:: SUPPLIED MATERIAL ::
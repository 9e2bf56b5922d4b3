//! Selection boxes.
//!
//! Every active selection is a [`SelectionBox`]: one selection root transform
//! (SRT) placing the group on the board, and one sub-item transform (SIT) per
//! member placing that item inside the group. A member's effective board
//! transform is `SRT * SIT`, and it replaces the item's own board transform
//! for as long as the item is selected.
//!
//! [`LocalSelection`] is driven by this client's gestures, [`RemoteSelection`]
//! by notifications about another client. [`SelectionEngine`] tracks which
//! client holds what.
//!
//! Views and SRT watchers are never called from inside a mutation. Their
//! calls go through the box's [`CallbackQueue`] and run when it is flushed.

mod engine;

pub use engine::{ClientEntry, ConnectionState, LocalSelectionState, SelectionEngine};

use std::collections::HashMap;
use std::fmt;
use std::rc::Rc;

use kurbo::{Affine, Point, Rect, Vec2};

use crate::events::{CallbackQueue, Deferred, ExclusiveSlot};
use crate::items::{ClientId, ItemId};
use crate::protocol::{SelectionAddItems, TransformRecord};
use crate::state::{MutableState, State};
use crate::table::ItemTable;
use crate::transform::Transform;

/// Render-side representation of a selection box. All callbacks default to no-ops.
pub trait SelectionView {
    fn srt_changed(&mut self, _srt: Affine) {}
    fn item_added(&mut self, _id: ItemId, _sit: Affine) {}
    fn sit_changed(&mut self, _id: ItemId, _sit: Affine) {}
    fn item_removed(&mut self, _id: ItemId) {}
}

#[derive(Debug, Default)]
pub struct NullSelectionView;

impl SelectionView for NullSelectionView {}

/// Pre-existing state of the local selection, learned at bootstrap.
#[derive(Debug, Clone, PartialEq)]
pub struct SelectionInit {
    pub srt: Transform,
    pub items: Vec<TransformRecord>,
}

#[derive(Debug, Clone, PartialEq)]
pub struct RemoteSelectionInit {
    pub id: ClientId,
    pub srt: Transform,
    pub items: Vec<TransformRecord>,
}

pub type LocalSelectionFactory = dyn Fn(Option<&SelectionInit>) -> Box<dyn SelectionView>;
pub type RemoteSelectionFactory = dyn Fn(&RemoteSelectionInit) -> Box<dyn SelectionView>;

/// Constructors for selection views, bound once by the render layer.
pub struct SelectionFactories {
    pub local: ExclusiveSlot<LocalSelectionFactory>,
    pub remote: ExclusiveSlot<RemoteSelectionFactory>,
}

impl SelectionFactories {
    pub fn new() -> Self {
        Self {
            local: ExclusiveSlot::new("local selection factory"),
            remote: ExclusiveSlot::new("remote selection factory"),
        }
    }
}

impl Default for SelectionFactories {
    fn default() -> Self {
        Self::new()
    }
}

impl fmt::Debug for SelectionFactories {
    fn fmt(&self, f: &mut fmt::Formatter<'_>) -> fmt::Result {
        f.debug_struct("SelectionFactories")
            .field("local", &self.local)
            .field("remote", &self.remote)
            .finish()
    }
}

fn records_to_affine(records: &[TransformRecord]) -> Vec<(ItemId, Affine)> {
    records.iter().map(|(id, t)| (*id, t.to_affine())).collect()
}

/// The SRT/SIT machinery shared by local and remote selections.
pub struct SelectionBox {
    srt: Affine,
    published: Rc<MutableState<Affine>>,
    inverse_srt: State<Affine>,
    sits: HashMap<ItemId, Affine>,
    view: Deferred<dyn SelectionView>,
}

impl SelectionBox {
    fn new(view: Deferred<dyn SelectionView>) -> Self {
        let published = Rc::new(MutableState::new(Affine::IDENTITY));
        let inverse_srt = published.derived(|m| m.inverse());
        Self { srt: Affine::IDENTITY, published, inverse_srt, sits: HashMap::new(), view }
    }

    fn seeded(view: Deferred<dyn SelectionView>, srt: Transform, items: &[TransformRecord]) -> Self {
        let mut selection = Self::new(view);
        for (id, sit) in records_to_affine(items) {
            selection.insert(id, sit);
        }
        selection.set_srt(srt.to_affine());
        selection
    }

    pub fn srt(&self) -> Affine {
        self.srt
    }

    /// Observable SRT, for borders and handles. Updated when the callback
    /// queue is flushed.
    pub fn srt_state(&self) -> State<Affine> {
        self.published.as_readonly()
    }

    /// Maps board points into the selection's local frame. Published with
    /// [`SelectionBox::srt_state`].
    pub fn inverse_srt(&self) -> State<Affine> {
        self.inverse_srt.clone()
    }

    pub fn sit(&self, id: ItemId) -> Option<Affine> {
        self.sits.get(&id).copied()
    }

    /// `SRT * SIT` for a member.
    pub fn effective(&self, id: ItemId) -> Option<Affine> {
        self.sits.get(&id).map(|sit| self.srt() * *sit)
    }

    pub fn contains(&self, id: ItemId) -> bool {
        self.sits.contains_key(&id)
    }

    pub fn len(&self) -> usize {
        self.sits.len()
    }

    pub fn is_empty(&self) -> bool {
        self.sits.is_empty()
    }

    /// Member ids in ascending order.
    pub fn ids(&self) -> Vec<ItemId> {
        let mut ids: Vec<ItemId> = self.sits.keys().copied().collect();
        ids.sort();
        ids
    }

    /// Effective transforms of every member, in ascending id order.
    pub fn effective_transforms(&self) -> Vec<(ItemId, Affine)> {
        let srt = self.srt();
        self.ids().into_iter().map(|id| (id, srt * self.sits[&id])).collect()
    }

    fn set_srt(&mut self, srt: Affine) {
        self.srt = srt;
        let published = self.published.clone();
        self.view.queue().defer(move || published.set(srt));
        self.view.call(move |view| view.srt_changed(srt));
    }

    fn insert(&mut self, id: ItemId, sit: Affine) {
        if self.sits.insert(id, sit).is_some() {
            log::warn!("{} was already in the selection, replacing its transform", id);
            self.view.call(move |view| view.sit_changed(id, sit));
        } else {
            self.view.call(move |view| view.item_added(id, sit));
        }
    }

    /// Add members under a new SRT without moving the existing ones.
    ///
    /// Existing SITs are pre-multiplied by `new_srt⁻¹ * old_srt` first, then
    /// the new members are inserted, then the new SRT is adopted.
    fn add_from_transforms(&mut self, new_sits: &[(ItemId, Affine)], new_srt: Affine) {
        let adjust = new_srt.inverse() * self.srt();
        let existing: Vec<ItemId> = self.ids();
        for id in existing {
            if let Some(sit) = self.sits.get_mut(&id) {
                *sit = adjust * *sit;
                let sit = *sit;
                self.view.call(move |view| view.sit_changed(id, sit));
            }
        }
        for (id, sit) in new_sits {
            self.insert(*id, *sit);
        }
        self.set_srt(new_srt);
    }

    fn update_sits(&mut self, sits: &[(ItemId, Affine)]) {
        for (id, sit) in sits {
            match self.sits.get_mut(id) {
                Some(current) => {
                    *current = *sit;
                    let (id, sit) = (*id, *sit);
                    self.view.call(move |view| view.sit_changed(id, sit));
                }
                None => log::warn!("Ignoring transform for {}, not in this selection", id),
            }
        }
    }

    /// Remove a member, returning its effective transform.
    fn remove(&mut self, id: ItemId) -> Option<Affine> {
        let sit = self.sits.remove(&id)?;
        self.view.call(move |view| view.item_removed(id));
        Some(self.srt() * sit)
    }

    /// Remove every member, returning their effective transforms.
    fn drain_final_transforms(&mut self) -> Vec<(ItemId, Affine)> {
        let finals = self.effective_transforms();
        for (id, _) in &finals {
            let id = *id;
            self.sits.remove(&id);
            self.view.call(move |view| view.item_removed(id));
        }
        finals
    }

    /// Union of the members' bounds in the selection's local frame.
    pub fn local_bounds(&self, table: &ItemTable) -> Option<Rect> {
        self.sits
            .iter()
            .filter_map(|(id, sit)| table.get(*id).map(|e| e.item.bounds_with(*sit)))
            .reduce(|a, b| a.union(b))
    }

    /// Union of the members' bounds on the board.
    pub fn board_bounds(&self, table: &ItemTable) -> Option<Rect> {
        let srt = self.srt();
        self.sits
            .iter()
            .filter_map(|(id, sit)| table.get(*id).map(|e| e.item.bounds_with(srt * *sit)))
            .reduce(|a, b| a.union(b))
    }

    /// Whether a board point falls inside the selection's local bounds.
    pub fn hit_test(&self, table: &ItemTable, point: Point) -> bool {
        let local = self.srt.inverse() * point;
        self.local_bounds(table).is_some_and(|b| b.contains(local))
    }
}

impl fmt::Debug for SelectionBox {
    fn fmt(&self, f: &mut fmt::Formatter<'_>) -> fmt::Result {
        f.debug_struct("SelectionBox")
            .field("srt", &self.srt())
            .field("sits", &self.sits)
            .finish_non_exhaustive()
    }
}

/// This client's own selection.
#[derive(Debug)]
pub struct LocalSelection {
    inner: SelectionBox,
}

impl LocalSelection {
    pub fn new(view: Deferred<dyn SelectionView>, init: Option<&SelectionInit>) -> Self {
        let inner = match init {
            Some(init) => SelectionBox::seeded(view, init.srt, &init.items),
            None => SelectionBox::new(view),
        };
        Self { inner }
    }

    /// Fold table items into the selection and build the payload announcing it.
    ///
    /// The new SRT is an axis-aligned translation to the centre of the combined
    /// bounds of the current members and the added items. Existing members
    /// keep their effective transform; added items keep their board transform.
    pub fn create_add_payload(&mut self, table: &ItemTable, ids: &[ItemId]) -> SelectionAddItems {
        let added: Vec<(ItemId, Affine)> = table
            .get_many(ids.iter().copied())
            .flatten()
            .map(|entry| (entry.id, entry.item.board_transform().to_affine()))
            .collect();

        let added_bounds = added
            .iter()
            .filter_map(|(id, _)| table.get(*id).map(|e| e.item.bounds()))
            .reduce(|a, b| a.union(b));
        let bounds = match (self.inner.board_bounds(table), added_bounds) {
            (Some(a), Some(b)) => a.union(b),
            (Some(r), None) | (None, Some(r)) => r,
            (None, None) => Rect::ZERO,
        };

        let new_srt = Affine::translate(bounds.center().to_vec2());
        let inverse = new_srt.inverse();
        let adjust = inverse * self.inner.srt();

        let mut records: Vec<(ItemId, Transform, Transform)> = self
            .inner
            .ids()
            .into_iter()
            .map(|id| {
                let old = self.inner.sits[&id];
                (id, Transform::from_affine(old), Transform::from_affine(adjust * old))
            })
            .collect();

        let new_sits: Vec<(ItemId, Affine)> = added.iter().map(|(id, board)| (*id, inverse * *board)).collect();
        records.extend(
            added
                .iter()
                .zip(&new_sits)
                .map(|((id, board), (_, sit))| (*id, Transform::from_affine(*board), Transform::from_affine(*sit))),
        );

        self.inner.add_from_transforms(&new_sits, new_srt);

        SelectionAddItems { items: records, new_srt: Transform::from_affine(new_srt) }
    }

    /// Move the whole group. Member SITs are untouched.
    pub fn move_to(&mut self, srt: Affine) {
        self.inner.set_srt(srt);
    }

    /// Translate the group by `delta` in board space.
    pub fn translate_by(&mut self, delta: Vec2) {
        let srt = self.inner.srt().then_translate(delta);
        self.inner.set_srt(srt);
    }

    pub(crate) fn drain_final_transforms(&mut self) -> Vec<(ItemId, Affine)> {
        self.inner.drain_final_transforms()
    }

    pub(crate) fn remove(&mut self, id: ItemId) -> Option<Affine> {
        self.inner.remove(id)
    }
}

impl std::ops::Deref for LocalSelection {
    type Target = SelectionBox;

    fn deref(&self) -> &SelectionBox {
        &self.inner
    }
}

/// Another client's selection, mirrored from notifications.
#[derive(Debug)]
pub struct RemoteSelection {
    id: ClientId,
    inner: SelectionBox,
}

impl RemoteSelection {
    pub fn new(view: Deferred<dyn SelectionView>, init: &RemoteSelectionInit) -> Self {
        Self { id: init.id, inner: SelectionBox::seeded(view, init.srt, &init.items) }
    }

    pub fn client(&self) -> ClientId {
        self.id
    }

    pub fn add_items(&mut self, new_sits: &[TransformRecord], new_srt: Transform) {
        self.inner.add_from_transforms(&records_to_affine(new_sits), new_srt.to_affine());
    }

    /// Adopt a new SRT, and any renormalized SITs sent with it.
    pub fn move_items(&mut self, new_srt: Transform, new_sits: Option<&[TransformRecord]>) {
        self.inner.set_srt(new_srt.to_affine());
        if let Some(sits) = new_sits {
            self.inner.update_sits(&records_to_affine(sits));
        }
    }

    pub(crate) fn remove(&mut self, id: ItemId) -> Option<Affine> {
        self.inner.remove(id)
    }
}

impl std::ops::Deref for RemoteSelection {
    type Target = SelectionBox;

    fn deref(&self) -> &SelectionBox {
        &self.inner
    }
}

:: WHAT YOU WILL DO ::
Begin with the first line of the data above and, please, print each line exactly until you have printed the line containing "a mutation. Their"; print nothing else.

:: RESPONSE TO THIS EXERCISE ::
repository 9e2bf56b5922d4b3
//! Selection boxes.
//!
//! Every active selection is a [`SelectionBox`]: one selection root transform
//! (SRT) placing the group on the board, and one sub-item transform (SIT) per
//! member placing that item inside the group. A member's effective board
//! transform is `SRT * SIT`, and it replaces the item's own board transform
//! for as long as the item is selected.
//!
//! [`LocalSelection`] is driven by this client's gestures, [`RemoteSelection`]
//! by notifications about another client. [`SelectionEngine`] tracks which
//! client holds what.
//!
//! Views and SRT watchers are never called from inside a mutation. Their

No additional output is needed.